■ **Stored data**
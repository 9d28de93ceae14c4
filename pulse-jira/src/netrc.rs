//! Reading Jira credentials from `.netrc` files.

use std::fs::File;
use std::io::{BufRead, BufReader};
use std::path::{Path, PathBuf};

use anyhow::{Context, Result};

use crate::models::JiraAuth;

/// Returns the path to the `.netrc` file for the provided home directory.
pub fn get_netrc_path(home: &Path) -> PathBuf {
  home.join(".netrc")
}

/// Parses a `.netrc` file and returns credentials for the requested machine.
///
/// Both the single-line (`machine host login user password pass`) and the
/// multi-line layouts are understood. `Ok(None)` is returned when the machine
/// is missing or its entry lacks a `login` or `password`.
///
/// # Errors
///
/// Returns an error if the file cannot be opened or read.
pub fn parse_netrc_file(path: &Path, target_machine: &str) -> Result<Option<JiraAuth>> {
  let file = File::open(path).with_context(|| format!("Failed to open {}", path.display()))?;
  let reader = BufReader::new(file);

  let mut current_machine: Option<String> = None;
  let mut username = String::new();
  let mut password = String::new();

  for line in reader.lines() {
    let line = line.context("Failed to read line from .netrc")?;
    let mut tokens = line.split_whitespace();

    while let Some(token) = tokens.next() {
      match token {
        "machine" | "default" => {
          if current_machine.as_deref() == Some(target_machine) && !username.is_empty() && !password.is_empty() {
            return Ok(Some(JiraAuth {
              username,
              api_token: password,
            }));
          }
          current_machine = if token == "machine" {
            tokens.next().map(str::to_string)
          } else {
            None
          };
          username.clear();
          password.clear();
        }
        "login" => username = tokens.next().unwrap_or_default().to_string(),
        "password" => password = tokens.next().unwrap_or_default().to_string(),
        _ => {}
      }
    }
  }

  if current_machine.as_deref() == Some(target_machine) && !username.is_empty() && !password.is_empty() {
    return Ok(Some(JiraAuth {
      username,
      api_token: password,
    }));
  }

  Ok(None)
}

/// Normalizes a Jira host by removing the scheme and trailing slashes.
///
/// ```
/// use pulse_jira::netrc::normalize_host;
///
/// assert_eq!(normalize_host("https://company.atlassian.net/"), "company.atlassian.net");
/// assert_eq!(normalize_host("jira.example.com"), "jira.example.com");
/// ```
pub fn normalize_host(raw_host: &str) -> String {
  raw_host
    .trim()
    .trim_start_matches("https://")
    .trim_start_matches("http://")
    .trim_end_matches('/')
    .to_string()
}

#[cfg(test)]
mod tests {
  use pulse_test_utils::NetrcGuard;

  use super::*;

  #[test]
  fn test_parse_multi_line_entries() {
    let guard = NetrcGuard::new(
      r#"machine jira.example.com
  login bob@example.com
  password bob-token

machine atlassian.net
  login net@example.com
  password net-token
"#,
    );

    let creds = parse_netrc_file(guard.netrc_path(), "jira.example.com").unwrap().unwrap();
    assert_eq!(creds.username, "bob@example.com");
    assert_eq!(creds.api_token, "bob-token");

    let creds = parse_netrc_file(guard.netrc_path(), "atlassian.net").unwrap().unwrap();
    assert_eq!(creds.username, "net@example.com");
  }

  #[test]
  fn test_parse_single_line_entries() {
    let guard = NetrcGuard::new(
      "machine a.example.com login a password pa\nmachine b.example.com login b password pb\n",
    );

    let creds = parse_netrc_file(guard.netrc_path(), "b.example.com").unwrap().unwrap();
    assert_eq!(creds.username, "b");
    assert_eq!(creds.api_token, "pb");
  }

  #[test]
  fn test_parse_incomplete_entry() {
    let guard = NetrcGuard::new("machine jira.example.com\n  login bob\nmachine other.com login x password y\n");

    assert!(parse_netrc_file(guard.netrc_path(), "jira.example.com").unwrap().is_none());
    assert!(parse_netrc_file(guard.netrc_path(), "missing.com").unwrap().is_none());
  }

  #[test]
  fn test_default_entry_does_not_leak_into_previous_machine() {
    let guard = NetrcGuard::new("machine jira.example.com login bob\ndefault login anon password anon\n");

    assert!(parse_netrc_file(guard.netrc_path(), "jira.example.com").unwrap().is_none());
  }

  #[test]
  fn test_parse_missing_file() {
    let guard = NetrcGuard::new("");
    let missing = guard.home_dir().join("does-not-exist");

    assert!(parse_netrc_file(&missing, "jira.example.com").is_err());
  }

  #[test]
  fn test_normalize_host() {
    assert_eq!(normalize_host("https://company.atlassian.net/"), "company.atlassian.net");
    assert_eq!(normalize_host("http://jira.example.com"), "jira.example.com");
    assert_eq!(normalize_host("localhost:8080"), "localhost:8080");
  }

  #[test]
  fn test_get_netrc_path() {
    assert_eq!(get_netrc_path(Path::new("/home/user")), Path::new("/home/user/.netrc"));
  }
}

...

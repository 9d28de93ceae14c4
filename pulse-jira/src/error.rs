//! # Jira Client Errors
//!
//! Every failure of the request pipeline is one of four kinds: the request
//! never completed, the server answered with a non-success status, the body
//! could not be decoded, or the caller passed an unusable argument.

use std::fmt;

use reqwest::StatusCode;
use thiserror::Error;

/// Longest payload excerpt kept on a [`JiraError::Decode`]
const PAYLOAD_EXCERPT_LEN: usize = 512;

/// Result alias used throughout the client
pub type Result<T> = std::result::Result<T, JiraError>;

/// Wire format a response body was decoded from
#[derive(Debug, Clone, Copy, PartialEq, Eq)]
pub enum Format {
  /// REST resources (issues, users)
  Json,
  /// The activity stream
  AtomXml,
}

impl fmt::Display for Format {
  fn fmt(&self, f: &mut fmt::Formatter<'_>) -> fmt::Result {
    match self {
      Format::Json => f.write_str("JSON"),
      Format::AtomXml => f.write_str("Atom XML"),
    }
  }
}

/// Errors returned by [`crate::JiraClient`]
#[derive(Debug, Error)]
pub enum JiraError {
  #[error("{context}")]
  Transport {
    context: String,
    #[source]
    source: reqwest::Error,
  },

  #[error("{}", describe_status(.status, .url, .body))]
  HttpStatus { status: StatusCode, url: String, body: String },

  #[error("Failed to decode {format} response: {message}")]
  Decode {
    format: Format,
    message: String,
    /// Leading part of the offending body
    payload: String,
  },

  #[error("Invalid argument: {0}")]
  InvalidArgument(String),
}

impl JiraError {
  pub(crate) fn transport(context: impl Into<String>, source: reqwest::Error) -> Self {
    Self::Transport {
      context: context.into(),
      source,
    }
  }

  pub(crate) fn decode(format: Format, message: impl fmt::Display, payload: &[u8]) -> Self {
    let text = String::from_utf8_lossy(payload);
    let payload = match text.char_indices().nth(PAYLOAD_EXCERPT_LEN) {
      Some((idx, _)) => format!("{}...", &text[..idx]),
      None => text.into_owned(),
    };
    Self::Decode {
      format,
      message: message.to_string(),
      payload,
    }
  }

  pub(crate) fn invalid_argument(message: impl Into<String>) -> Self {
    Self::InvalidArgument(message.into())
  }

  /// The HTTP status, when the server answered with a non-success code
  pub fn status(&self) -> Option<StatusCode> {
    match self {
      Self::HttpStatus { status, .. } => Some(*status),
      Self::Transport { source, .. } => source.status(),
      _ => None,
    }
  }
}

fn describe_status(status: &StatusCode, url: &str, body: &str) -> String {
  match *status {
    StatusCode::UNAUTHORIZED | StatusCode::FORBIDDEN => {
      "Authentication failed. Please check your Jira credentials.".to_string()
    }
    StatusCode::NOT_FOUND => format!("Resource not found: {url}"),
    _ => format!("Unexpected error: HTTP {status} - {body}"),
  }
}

■ **Activity**
Search the entries above for the string "success". Copy each line that holds it.

■ **Solution for this task**
//! never completed, the server answered with a non-success status, the body
  /// The HTTP status, when the server answered with a non-success code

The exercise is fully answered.